Exercise aim:
Repeat word for word the line with "deployment-configured override if" and every line after it until the records below run out.

** Data for analysis follows **

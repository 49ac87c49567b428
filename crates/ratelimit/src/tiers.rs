//! Tiered numeric request-budget defaults (§4.4).

use std::collections::HashMap;

use store::RateTier;

/// Per-minute, per-hour and burst budgets for a rate tier.
#[derive(Clone, Copy, Debug, PartialEq, Eq)]
pub struct TierBudget {
    pub per_minute: u32,
    pub per_hour: u32,
    pub burst: u32,
}

/// Illustrative defaults from the spec; overridable by deployment config.
pub fn tier_defaults(tier: RateTier) -> TierBudget {
    match tier {
        RateTier::Basic => TierBudget { per_minute: 60, per_hour: 1_000, burst: 10 },
        RateTier::Standard => TierBudget { per_minute: 120, per_hour: 3_000, burst: 20 },
        RateTier::Premium => TierBudget { per_minute: 300, per_hour: 10_000, burst: 50 },
        RateTier::Enterprise => TierBudget { per_minute: 600, per_hour: 30_000, burst: 100 },
    }
}

/// Resolves a tenant's effective budget: a deployment-configured override if
/// one is set for this tier, otherwise the built-in default.
pub fn resolve_tier_budget(tier: RateTier, overrides: &HashMap<RateTier, TierBudget>) -> TierBudget {
    overrides.get(&tier).copied().unwrap_or_else(|| tier_defaults(tier))
}

#[cfg(test)]
mod override_tests {
    use super::*;

    #[test]
    fn override_takes_precedence_over_default() {
        let mut overrides = HashMap::new();
        overrides.insert(RateTier::Basic, TierBudget { per_minute: 5, per_hour: 50, burst: 1 });
        assert_eq!(resolve_tier_budget(RateTier::Basic, &overrides).per_minute, 5);
        assert_eq!(resolve_tier_budget(RateTier::Standard, &overrides), tier_defaults(RateTier::Standard));
    }
}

** End of Data for analysis **

Response:
/// Resolves a tenant's effective budget: a deployment-configured override if
/// one is set for this tier, otherwise the built-in default.
pub fn resolve_tier_budget(tier: RateTier, overrides: &HashMap<RateTier, TierBudget>) -> TierBudget {
    overrides.get(&tier).copied().unwrap_or_else(|| tier_defaults(tier))
}

#[cfg(test)]
mod override_tests {
    use super::*;

    #[test]
    fn override_takes_precedence_over_default() {
        let mut overrides = HashMap::new();
        overrides.insert(RateTier::Basic, TierBudget { per_minute: 5, per_hour: 50, burst: 1 });
        assert_eq!(resolve_tier_budget(RateTier::Basic, &overrides).per_minute, 5);
        assert_eq!(resolve_tier_budget(RateTier::Standard, &overrides), tier_defaults(RateTier::Standard));
    }
}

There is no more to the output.